- _ASSIGNMENT_
The lines you need are those holding the word "repositories"; pull them from the material.

————

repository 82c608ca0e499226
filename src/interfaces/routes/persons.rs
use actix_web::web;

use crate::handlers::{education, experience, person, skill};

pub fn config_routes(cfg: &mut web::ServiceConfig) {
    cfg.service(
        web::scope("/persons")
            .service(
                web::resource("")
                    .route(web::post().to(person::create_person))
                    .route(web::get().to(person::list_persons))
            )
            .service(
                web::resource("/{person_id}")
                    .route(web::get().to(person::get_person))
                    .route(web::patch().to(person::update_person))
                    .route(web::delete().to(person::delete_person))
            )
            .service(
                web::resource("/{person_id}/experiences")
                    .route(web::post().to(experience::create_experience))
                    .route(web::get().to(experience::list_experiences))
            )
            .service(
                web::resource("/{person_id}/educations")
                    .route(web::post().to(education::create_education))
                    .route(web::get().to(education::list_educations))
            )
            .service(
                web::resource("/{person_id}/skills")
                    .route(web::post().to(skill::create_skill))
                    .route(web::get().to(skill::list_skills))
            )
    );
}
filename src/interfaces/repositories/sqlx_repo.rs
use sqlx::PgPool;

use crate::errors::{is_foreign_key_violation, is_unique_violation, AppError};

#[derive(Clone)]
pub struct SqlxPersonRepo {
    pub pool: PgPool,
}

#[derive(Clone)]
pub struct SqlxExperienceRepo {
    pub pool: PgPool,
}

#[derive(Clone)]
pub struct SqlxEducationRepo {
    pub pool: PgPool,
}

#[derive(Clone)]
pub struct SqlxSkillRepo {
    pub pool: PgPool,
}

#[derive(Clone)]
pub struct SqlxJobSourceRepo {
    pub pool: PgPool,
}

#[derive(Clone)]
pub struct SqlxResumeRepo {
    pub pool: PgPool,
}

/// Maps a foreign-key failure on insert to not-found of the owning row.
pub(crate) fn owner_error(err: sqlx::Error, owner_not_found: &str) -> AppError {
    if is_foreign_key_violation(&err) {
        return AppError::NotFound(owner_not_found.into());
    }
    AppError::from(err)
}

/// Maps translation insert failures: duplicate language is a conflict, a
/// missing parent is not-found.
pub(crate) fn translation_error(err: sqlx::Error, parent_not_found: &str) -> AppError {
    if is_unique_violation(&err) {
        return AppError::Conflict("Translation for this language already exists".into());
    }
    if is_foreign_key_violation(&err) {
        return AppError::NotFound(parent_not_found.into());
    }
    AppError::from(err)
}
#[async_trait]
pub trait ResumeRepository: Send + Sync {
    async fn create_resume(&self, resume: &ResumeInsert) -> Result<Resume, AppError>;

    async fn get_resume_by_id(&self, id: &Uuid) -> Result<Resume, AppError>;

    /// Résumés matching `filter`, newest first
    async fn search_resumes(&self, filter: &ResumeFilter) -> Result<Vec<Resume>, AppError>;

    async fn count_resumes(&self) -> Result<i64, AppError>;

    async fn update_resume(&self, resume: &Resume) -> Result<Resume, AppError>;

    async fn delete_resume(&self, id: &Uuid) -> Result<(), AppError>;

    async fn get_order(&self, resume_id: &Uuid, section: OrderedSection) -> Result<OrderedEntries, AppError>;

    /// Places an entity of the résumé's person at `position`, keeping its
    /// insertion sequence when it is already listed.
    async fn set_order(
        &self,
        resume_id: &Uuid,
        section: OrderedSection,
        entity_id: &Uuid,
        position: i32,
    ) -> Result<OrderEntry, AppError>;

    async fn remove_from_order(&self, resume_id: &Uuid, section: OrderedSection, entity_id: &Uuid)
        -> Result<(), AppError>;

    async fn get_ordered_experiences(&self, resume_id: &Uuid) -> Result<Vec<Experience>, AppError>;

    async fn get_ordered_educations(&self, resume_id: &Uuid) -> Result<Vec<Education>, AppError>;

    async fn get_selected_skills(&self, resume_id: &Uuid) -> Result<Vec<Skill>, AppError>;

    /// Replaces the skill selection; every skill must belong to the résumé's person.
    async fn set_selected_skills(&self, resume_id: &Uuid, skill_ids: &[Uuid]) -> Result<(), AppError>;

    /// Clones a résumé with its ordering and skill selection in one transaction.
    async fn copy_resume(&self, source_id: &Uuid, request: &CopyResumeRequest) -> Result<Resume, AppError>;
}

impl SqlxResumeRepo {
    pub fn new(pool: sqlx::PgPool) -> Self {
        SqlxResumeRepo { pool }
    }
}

————

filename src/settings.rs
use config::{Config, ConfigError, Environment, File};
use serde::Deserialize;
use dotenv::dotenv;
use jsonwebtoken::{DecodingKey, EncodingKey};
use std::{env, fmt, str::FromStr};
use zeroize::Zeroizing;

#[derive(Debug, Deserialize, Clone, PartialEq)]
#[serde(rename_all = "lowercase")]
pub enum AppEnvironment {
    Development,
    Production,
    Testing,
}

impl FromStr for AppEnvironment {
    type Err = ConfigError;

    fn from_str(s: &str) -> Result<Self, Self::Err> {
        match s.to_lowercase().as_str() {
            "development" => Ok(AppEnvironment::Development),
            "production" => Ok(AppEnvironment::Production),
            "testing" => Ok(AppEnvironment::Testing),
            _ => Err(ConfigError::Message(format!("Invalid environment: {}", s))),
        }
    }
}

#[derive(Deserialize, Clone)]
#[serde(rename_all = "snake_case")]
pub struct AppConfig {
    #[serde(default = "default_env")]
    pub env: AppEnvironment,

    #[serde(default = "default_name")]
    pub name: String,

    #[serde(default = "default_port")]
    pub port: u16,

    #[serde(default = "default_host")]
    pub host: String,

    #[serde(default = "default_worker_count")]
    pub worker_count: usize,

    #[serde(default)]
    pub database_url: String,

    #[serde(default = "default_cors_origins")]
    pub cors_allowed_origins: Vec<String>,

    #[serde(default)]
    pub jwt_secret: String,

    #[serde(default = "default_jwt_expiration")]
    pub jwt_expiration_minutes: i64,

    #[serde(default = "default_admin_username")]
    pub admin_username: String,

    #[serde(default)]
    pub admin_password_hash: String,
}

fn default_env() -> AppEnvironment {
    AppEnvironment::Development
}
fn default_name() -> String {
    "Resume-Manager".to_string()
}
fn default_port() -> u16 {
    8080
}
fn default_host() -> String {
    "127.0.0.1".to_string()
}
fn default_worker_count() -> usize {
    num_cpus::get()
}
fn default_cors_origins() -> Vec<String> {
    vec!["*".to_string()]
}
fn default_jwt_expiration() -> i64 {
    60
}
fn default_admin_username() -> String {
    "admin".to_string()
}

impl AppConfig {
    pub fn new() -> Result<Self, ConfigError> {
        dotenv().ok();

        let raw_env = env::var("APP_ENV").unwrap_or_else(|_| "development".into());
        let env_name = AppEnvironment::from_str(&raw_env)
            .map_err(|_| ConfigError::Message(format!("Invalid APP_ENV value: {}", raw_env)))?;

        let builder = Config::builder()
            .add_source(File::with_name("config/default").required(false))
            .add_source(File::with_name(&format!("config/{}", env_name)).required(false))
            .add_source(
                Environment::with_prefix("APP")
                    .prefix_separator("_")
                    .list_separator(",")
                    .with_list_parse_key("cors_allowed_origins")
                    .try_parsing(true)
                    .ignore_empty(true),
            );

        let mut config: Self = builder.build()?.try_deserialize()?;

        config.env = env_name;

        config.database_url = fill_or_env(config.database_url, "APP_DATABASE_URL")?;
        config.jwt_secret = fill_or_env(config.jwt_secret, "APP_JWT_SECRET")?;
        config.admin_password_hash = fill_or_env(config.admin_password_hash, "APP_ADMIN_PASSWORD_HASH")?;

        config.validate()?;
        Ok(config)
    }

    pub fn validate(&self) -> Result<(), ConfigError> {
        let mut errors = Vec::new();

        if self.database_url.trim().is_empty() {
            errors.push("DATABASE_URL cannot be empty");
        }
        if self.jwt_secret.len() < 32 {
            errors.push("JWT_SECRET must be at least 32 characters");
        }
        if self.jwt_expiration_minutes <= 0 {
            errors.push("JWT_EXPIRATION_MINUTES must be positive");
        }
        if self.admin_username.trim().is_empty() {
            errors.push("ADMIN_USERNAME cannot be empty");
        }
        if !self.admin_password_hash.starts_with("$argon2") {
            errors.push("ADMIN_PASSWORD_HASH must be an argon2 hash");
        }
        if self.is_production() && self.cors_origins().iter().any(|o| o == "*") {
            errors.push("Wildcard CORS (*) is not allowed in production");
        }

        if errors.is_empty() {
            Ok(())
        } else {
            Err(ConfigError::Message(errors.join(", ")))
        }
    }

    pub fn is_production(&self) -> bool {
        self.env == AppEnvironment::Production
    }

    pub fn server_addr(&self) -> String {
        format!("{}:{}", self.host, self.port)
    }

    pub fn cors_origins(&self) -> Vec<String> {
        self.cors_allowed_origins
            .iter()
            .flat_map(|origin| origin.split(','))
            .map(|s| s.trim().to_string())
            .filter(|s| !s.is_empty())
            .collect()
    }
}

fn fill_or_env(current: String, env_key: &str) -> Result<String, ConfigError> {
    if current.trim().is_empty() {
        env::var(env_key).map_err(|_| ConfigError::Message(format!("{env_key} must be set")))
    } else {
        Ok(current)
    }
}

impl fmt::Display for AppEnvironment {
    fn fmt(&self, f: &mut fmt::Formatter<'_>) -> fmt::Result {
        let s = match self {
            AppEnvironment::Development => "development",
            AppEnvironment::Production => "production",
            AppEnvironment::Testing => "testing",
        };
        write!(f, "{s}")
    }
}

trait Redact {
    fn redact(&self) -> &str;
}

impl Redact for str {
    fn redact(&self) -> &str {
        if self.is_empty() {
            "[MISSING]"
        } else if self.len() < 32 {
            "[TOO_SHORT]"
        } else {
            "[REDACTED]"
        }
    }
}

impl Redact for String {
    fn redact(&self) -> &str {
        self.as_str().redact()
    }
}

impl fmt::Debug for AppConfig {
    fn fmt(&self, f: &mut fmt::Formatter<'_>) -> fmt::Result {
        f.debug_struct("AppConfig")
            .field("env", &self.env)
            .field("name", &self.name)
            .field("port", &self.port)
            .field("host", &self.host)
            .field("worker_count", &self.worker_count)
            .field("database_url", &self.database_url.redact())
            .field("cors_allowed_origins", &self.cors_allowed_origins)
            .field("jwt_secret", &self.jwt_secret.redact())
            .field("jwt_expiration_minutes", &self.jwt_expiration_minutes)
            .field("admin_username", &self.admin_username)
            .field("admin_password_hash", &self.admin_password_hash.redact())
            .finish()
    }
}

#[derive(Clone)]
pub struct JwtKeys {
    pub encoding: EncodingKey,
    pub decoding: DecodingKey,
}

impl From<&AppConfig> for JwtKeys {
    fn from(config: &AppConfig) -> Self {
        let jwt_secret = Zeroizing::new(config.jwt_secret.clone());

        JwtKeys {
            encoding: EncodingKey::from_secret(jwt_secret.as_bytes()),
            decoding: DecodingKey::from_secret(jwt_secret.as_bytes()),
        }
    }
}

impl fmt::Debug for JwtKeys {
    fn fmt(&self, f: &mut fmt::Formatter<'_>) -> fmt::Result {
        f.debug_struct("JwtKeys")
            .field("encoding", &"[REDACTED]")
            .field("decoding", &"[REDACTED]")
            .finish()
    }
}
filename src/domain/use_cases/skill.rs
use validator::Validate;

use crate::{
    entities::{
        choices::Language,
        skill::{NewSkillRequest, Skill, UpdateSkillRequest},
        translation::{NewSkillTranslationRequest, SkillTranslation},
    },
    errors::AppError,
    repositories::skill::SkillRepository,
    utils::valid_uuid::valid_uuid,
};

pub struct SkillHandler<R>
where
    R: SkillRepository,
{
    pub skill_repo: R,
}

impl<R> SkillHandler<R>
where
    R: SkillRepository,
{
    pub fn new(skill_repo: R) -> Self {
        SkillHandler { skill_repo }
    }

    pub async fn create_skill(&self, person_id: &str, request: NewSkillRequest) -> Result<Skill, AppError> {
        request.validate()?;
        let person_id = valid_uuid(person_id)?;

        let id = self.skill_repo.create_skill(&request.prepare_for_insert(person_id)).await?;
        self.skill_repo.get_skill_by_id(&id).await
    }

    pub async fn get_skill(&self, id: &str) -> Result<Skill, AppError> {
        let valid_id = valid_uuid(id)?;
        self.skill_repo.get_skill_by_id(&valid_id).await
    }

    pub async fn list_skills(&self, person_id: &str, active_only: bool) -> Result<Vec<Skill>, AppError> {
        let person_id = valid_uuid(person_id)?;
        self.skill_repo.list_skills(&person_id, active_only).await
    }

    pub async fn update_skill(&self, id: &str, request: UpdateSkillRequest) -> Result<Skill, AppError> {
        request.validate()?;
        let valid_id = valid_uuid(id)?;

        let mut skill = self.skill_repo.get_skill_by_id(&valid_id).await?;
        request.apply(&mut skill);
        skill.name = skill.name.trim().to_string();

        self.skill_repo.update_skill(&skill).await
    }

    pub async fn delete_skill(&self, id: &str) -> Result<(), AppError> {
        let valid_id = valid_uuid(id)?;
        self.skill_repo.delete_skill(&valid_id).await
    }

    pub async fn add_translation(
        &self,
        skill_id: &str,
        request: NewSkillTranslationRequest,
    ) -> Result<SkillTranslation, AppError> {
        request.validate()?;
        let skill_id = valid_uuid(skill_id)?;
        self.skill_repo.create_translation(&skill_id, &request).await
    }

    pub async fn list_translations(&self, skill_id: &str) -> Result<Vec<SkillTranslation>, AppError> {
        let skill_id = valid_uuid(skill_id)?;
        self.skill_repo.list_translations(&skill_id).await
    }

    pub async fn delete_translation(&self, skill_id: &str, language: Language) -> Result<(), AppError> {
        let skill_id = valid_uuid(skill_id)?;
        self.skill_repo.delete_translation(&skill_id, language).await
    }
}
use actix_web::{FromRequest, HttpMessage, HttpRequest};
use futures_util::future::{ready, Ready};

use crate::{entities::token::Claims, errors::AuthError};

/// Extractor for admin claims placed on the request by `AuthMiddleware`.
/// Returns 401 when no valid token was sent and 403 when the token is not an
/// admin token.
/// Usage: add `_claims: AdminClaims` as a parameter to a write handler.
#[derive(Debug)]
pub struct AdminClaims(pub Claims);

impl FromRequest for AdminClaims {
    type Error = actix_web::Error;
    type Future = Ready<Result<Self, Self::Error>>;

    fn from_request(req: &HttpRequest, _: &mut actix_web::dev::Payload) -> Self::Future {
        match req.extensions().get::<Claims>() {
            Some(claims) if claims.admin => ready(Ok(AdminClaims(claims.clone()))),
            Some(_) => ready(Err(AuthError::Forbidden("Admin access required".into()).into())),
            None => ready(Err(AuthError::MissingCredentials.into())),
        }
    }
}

————

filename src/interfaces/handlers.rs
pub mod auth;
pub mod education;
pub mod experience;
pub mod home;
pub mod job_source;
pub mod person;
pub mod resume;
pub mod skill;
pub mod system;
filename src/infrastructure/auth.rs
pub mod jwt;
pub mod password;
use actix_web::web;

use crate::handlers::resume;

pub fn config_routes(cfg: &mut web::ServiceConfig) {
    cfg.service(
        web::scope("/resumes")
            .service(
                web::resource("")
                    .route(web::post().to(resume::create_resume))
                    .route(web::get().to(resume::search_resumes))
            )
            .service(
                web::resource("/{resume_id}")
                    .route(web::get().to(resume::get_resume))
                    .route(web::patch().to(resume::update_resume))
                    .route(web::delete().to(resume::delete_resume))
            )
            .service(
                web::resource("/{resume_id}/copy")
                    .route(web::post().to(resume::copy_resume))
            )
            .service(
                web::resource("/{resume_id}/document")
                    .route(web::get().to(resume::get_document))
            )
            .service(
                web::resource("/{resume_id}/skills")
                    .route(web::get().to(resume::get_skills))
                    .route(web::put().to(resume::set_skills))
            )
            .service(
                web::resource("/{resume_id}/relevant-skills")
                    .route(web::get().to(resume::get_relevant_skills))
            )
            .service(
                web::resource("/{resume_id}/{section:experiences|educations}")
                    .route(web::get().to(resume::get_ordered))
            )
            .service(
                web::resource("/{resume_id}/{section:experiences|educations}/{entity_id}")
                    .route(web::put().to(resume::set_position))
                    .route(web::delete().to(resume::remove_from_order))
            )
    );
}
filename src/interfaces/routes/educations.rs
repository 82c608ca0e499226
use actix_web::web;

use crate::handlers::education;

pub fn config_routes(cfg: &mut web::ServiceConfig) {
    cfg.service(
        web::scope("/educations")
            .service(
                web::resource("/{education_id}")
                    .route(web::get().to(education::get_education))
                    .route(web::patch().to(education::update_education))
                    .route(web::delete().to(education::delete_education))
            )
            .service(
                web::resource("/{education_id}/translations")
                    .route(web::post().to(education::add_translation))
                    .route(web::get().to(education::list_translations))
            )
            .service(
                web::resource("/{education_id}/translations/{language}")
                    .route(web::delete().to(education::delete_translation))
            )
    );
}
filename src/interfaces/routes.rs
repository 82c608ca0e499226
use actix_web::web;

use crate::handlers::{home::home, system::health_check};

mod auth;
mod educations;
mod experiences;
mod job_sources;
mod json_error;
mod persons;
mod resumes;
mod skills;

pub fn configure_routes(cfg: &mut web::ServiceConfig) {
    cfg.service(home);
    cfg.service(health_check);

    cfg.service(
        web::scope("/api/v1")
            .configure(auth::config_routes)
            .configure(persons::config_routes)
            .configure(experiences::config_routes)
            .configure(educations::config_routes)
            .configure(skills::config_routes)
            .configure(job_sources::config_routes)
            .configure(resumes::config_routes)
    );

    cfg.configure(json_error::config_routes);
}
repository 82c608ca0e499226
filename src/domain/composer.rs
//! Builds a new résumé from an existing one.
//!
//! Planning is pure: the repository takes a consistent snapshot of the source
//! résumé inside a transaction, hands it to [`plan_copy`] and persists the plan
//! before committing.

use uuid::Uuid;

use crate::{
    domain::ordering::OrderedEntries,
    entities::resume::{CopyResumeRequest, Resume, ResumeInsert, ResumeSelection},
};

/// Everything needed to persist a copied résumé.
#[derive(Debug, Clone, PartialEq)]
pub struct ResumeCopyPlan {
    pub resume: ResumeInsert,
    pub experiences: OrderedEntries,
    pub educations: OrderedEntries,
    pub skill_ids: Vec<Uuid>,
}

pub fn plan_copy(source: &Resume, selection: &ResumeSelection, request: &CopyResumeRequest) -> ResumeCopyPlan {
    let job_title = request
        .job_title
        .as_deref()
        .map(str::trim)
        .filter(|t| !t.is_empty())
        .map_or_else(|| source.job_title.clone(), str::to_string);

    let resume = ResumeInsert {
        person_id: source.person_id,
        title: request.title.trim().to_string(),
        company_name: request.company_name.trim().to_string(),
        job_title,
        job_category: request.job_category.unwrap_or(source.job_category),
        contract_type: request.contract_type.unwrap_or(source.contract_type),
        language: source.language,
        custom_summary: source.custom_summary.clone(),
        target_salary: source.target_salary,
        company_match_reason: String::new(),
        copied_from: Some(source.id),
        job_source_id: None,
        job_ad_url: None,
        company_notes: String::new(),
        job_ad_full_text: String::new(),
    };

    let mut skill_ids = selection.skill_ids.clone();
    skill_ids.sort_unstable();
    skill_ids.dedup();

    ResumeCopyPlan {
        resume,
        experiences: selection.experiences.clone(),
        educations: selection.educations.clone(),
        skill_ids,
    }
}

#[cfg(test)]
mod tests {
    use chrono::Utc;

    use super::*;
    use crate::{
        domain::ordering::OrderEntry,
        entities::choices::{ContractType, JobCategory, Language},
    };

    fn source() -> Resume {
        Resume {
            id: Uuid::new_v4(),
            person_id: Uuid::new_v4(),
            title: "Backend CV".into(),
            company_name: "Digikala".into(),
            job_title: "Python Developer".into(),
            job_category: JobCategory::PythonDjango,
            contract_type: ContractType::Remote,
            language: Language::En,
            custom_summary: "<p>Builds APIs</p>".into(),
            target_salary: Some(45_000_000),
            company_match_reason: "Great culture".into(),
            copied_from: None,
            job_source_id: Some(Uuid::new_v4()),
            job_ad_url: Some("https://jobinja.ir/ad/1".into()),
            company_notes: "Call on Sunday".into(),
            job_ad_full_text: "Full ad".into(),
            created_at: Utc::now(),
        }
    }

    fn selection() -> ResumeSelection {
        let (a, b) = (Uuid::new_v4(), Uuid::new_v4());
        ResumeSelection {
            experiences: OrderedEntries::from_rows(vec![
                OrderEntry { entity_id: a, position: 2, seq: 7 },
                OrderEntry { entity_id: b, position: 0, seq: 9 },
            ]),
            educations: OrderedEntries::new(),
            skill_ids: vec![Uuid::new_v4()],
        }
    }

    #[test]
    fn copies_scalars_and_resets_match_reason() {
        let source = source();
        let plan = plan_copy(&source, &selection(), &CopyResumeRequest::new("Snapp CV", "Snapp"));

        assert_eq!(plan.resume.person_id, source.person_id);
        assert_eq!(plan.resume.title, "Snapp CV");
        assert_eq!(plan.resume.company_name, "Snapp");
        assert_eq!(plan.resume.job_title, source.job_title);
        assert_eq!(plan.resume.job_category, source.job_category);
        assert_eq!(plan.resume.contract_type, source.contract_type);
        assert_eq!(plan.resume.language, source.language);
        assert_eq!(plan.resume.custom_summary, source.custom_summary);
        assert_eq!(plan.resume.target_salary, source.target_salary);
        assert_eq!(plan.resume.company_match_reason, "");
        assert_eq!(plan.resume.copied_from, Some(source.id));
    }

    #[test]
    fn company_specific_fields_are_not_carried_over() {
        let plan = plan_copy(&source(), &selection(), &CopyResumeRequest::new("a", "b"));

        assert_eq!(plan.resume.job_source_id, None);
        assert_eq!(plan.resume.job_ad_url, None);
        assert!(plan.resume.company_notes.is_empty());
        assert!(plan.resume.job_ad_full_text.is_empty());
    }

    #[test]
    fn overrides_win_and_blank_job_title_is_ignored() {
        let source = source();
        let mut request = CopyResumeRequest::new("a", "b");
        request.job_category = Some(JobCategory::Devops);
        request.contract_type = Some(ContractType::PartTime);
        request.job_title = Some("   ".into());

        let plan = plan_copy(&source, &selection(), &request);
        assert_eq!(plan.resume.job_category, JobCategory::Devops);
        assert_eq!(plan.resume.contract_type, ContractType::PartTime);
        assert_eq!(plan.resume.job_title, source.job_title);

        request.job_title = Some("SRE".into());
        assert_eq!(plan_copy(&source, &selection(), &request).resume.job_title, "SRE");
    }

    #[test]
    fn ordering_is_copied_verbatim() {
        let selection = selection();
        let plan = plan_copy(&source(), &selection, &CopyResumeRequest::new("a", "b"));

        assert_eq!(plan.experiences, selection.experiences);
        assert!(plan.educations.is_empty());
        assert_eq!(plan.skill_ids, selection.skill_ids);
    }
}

————

- _FINISHED EXERCISE_
filename src/interfaces/repositories/sqlx_repo.rs
    repositories::skill::SkillRepository,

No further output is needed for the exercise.